Problem description: Look through the listing below and report every line that contains "starting".
▼▼▼
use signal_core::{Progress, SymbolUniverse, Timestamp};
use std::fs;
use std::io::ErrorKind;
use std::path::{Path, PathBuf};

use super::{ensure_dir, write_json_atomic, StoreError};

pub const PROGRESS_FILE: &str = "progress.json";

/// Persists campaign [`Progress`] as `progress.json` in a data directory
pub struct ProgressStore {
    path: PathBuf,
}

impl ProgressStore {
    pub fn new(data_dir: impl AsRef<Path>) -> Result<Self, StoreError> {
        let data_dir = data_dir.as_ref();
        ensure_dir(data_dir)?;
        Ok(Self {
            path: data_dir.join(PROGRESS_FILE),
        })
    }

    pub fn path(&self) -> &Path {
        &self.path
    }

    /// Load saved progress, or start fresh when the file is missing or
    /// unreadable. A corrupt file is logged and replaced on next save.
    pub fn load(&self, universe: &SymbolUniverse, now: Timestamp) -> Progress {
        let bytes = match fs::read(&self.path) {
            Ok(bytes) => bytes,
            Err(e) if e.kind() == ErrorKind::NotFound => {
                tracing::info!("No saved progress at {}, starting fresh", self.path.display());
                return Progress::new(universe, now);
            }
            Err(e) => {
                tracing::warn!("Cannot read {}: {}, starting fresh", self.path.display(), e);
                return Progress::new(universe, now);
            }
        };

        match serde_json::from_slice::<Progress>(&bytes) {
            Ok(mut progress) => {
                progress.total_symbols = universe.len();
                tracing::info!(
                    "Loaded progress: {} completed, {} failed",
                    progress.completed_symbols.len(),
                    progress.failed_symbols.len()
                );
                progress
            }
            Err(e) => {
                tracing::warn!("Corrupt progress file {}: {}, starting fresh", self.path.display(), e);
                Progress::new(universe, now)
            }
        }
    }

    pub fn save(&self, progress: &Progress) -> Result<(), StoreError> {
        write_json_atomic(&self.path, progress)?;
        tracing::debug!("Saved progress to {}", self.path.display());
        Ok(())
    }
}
▲▲▲
▼▼▼
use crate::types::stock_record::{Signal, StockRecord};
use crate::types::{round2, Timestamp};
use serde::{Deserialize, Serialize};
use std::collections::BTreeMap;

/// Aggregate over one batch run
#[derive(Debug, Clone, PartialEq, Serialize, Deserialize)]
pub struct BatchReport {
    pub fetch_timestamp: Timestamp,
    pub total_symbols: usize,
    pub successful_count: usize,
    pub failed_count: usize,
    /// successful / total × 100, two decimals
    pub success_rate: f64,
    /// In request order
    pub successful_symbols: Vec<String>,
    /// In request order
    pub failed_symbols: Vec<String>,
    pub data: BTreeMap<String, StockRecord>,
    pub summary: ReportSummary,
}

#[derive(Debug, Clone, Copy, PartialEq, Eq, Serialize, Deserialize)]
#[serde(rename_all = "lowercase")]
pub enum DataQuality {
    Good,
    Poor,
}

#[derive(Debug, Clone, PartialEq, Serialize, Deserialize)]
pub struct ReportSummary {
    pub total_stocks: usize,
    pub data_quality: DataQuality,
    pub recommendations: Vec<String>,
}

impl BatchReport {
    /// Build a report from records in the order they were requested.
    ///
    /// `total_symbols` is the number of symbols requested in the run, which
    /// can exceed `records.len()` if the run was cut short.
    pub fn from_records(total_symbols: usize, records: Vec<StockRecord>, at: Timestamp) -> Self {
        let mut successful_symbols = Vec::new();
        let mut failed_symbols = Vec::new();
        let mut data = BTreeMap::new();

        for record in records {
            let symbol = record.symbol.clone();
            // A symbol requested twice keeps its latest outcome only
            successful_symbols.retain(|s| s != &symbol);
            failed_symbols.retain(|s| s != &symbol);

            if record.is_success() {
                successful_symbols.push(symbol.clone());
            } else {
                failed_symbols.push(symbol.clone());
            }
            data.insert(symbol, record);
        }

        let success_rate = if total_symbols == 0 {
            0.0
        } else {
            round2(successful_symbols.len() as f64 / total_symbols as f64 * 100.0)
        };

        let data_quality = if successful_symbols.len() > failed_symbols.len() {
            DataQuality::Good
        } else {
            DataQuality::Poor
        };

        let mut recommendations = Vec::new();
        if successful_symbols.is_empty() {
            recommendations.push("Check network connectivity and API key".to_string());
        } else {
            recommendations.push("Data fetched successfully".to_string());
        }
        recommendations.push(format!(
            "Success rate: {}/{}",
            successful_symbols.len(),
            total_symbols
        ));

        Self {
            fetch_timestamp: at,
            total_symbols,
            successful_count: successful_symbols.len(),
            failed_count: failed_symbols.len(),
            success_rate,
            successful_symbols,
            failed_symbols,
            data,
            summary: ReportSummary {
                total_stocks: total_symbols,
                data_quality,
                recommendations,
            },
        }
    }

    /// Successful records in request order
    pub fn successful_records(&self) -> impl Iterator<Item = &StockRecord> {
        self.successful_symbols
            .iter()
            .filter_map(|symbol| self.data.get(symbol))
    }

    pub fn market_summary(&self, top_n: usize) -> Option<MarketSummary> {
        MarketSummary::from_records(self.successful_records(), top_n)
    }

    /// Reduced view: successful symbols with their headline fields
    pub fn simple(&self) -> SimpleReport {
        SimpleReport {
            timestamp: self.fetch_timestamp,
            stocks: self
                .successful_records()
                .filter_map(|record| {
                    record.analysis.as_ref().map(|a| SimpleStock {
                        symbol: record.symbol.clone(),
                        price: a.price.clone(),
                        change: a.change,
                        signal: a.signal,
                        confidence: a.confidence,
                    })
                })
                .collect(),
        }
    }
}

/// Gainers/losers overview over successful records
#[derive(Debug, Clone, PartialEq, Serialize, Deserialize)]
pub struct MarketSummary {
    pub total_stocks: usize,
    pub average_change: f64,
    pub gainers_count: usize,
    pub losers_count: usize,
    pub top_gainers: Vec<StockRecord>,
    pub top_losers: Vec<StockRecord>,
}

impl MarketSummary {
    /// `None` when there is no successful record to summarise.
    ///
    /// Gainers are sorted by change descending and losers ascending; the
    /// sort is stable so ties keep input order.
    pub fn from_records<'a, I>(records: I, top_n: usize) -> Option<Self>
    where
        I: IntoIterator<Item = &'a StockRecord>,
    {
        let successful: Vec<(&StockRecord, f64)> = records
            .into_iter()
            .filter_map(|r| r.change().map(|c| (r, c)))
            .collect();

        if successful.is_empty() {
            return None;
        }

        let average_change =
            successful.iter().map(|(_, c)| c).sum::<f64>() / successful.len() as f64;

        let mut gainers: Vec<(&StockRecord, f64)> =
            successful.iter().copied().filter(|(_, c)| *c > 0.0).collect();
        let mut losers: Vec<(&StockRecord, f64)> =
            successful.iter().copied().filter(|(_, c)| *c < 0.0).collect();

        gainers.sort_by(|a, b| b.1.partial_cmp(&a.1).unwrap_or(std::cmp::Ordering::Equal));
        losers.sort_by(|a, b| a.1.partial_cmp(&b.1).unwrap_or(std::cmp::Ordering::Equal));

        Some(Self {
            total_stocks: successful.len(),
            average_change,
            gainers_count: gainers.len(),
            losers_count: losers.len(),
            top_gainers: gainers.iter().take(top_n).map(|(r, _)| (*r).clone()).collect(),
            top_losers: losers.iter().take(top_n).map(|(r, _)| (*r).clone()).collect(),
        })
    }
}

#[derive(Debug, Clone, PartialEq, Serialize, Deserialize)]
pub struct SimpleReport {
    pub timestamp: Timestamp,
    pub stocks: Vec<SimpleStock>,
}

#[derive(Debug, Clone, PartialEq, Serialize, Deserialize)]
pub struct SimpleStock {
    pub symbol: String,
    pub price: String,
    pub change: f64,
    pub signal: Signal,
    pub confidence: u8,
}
▲▲▲
Answer:
                tracing::info!("No saved progress at {}, starting fresh", self.path.display());
                tracing::warn!("Cannot read {}: {}, starting fresh", self.path.display(), e);
                tracing::warn!("Corrupt progress file {}: {}, starting fresh", self.path.display(), e);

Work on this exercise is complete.